**THE RECORDS**

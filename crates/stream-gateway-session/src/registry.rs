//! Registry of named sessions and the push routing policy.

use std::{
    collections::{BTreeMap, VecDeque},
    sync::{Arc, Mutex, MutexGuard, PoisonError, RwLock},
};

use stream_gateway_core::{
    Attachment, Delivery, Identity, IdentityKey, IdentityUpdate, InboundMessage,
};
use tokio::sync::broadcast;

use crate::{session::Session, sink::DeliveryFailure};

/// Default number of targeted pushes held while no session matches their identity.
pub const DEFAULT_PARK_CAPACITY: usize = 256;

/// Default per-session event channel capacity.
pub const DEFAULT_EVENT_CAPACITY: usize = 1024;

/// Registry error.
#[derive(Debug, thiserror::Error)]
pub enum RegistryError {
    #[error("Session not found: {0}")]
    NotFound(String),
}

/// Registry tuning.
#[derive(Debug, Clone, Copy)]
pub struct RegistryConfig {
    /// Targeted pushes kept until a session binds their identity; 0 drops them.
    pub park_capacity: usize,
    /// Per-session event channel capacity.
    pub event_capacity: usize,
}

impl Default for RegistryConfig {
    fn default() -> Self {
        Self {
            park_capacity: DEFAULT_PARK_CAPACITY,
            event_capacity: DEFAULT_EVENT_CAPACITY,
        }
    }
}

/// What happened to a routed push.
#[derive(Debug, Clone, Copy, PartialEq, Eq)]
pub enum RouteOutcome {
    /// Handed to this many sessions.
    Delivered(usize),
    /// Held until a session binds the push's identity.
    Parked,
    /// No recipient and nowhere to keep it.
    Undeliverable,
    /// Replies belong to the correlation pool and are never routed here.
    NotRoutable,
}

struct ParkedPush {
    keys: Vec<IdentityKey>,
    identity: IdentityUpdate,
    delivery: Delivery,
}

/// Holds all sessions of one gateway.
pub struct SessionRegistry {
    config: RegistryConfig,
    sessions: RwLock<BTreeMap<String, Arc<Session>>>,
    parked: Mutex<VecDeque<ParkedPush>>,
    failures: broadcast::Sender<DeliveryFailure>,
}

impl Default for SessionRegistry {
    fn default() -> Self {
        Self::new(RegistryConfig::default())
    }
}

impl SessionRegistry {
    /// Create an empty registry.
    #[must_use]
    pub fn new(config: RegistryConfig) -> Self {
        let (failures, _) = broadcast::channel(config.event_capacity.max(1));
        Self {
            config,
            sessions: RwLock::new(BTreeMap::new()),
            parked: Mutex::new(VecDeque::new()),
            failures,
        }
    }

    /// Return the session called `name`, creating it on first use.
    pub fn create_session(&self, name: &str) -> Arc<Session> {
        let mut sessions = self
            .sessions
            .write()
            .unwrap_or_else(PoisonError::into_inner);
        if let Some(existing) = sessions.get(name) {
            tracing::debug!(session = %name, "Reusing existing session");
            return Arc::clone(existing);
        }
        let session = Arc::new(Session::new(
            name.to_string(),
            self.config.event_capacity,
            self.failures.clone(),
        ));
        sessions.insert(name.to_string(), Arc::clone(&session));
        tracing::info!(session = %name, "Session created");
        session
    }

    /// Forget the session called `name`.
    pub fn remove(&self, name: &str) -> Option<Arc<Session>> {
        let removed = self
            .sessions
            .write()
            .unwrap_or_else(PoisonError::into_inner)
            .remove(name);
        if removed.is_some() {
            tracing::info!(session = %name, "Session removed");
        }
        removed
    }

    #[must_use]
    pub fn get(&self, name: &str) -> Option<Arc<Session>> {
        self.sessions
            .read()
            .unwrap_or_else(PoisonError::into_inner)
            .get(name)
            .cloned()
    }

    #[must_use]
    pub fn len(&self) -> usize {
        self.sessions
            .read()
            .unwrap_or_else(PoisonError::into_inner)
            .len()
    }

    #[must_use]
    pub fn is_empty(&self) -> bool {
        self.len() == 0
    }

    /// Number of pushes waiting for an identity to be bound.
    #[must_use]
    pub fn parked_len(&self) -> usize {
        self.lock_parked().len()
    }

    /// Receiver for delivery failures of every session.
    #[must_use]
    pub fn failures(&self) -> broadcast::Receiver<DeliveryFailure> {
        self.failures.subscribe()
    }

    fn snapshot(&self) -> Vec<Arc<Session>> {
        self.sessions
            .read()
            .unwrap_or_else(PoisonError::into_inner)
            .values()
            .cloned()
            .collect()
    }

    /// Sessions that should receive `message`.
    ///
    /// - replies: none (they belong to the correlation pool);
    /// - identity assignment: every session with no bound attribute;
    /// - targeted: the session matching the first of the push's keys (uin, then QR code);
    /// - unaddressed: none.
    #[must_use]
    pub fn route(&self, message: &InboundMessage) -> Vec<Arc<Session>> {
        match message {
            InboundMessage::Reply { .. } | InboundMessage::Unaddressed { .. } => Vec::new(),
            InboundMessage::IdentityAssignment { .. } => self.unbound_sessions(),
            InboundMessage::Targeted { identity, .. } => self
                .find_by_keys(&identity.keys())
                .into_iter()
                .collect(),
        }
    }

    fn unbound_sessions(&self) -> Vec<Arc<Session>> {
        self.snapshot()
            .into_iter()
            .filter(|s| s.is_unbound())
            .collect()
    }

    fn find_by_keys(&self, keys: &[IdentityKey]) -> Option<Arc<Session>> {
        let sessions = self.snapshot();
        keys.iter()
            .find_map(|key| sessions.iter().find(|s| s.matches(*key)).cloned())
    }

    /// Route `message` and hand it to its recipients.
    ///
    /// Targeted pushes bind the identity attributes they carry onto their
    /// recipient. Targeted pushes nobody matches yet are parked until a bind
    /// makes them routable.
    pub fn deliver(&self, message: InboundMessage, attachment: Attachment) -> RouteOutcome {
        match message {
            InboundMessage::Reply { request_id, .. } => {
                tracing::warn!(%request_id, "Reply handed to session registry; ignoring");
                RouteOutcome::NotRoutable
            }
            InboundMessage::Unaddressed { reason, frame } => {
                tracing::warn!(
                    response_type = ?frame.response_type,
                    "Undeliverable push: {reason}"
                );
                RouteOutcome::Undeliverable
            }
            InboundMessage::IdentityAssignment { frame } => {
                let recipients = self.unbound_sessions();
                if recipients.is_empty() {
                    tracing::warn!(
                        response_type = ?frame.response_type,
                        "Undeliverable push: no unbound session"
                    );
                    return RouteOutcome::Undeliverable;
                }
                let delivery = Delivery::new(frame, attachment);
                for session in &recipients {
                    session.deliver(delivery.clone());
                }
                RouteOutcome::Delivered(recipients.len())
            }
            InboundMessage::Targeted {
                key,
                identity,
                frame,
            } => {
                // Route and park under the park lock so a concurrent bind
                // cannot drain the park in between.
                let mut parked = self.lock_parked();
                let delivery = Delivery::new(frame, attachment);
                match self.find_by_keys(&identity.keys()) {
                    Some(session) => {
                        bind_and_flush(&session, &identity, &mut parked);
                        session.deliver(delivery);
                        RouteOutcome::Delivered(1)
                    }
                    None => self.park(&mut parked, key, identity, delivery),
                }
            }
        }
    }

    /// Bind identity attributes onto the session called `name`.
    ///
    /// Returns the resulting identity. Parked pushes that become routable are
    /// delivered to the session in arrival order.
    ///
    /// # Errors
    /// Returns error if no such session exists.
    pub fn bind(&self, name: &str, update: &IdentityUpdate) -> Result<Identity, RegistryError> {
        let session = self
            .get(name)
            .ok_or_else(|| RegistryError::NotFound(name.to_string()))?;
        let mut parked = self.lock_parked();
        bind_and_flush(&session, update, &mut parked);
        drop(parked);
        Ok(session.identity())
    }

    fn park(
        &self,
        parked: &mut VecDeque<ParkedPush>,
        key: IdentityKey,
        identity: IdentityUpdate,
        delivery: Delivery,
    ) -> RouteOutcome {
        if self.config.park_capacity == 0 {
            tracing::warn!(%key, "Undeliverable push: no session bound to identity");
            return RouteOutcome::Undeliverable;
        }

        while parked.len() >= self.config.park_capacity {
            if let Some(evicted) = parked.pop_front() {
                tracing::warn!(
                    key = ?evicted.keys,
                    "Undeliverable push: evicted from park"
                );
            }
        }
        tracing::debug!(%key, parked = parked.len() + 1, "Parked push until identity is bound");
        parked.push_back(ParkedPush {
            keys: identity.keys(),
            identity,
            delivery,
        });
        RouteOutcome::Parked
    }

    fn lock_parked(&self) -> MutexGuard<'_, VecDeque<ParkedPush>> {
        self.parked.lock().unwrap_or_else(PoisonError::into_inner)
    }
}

**YOUR GOAL**
Look above for the line with "this many sessions." and the line with "pub fn create_session(&self, name: &str)", and reproduce exactly those two lines plus every line between, nothing more.

**COMPLETED EXERCISE**
    /// Handed to this many sessions.
    Delivered(usize),
    /// Held until a session binds the push's identity.
    Parked,
    /// No recipient and nowhere to keep it.
    Undeliverable,
    /// Replies belong to the correlation pool and are never routed here.
    NotRoutable,
}

struct ParkedPush {
    keys: Vec<IdentityKey>,
    identity: IdentityUpdate,
    delivery: Delivery,
}

/// Holds all sessions of one gateway.
pub struct SessionRegistry {
    config: RegistryConfig,
    sessions: RwLock<BTreeMap<String, Arc<Session>>>,
    parked: Mutex<VecDeque<ParkedPush>>,
    failures: broadcast::Sender<DeliveryFailure>,
}

impl Default for SessionRegistry {
    fn default() -> Self {
        Self::new(RegistryConfig::default())
    }
}

impl SessionRegistry {
    /// Create an empty registry.
    #[must_use]
    pub fn new(config: RegistryConfig) -> Self {
        let (failures, _) = broadcast::channel(config.event_capacity.max(1));
        Self {
            config,
            sessions: RwLock::new(BTreeMap::new()),
            parked: Mutex::new(VecDeque::new()),
            failures,
        }
    }

    /// Return the session called `name`, creating it on first use.
    pub fn create_session(&self, name: &str) -> Arc<Session> {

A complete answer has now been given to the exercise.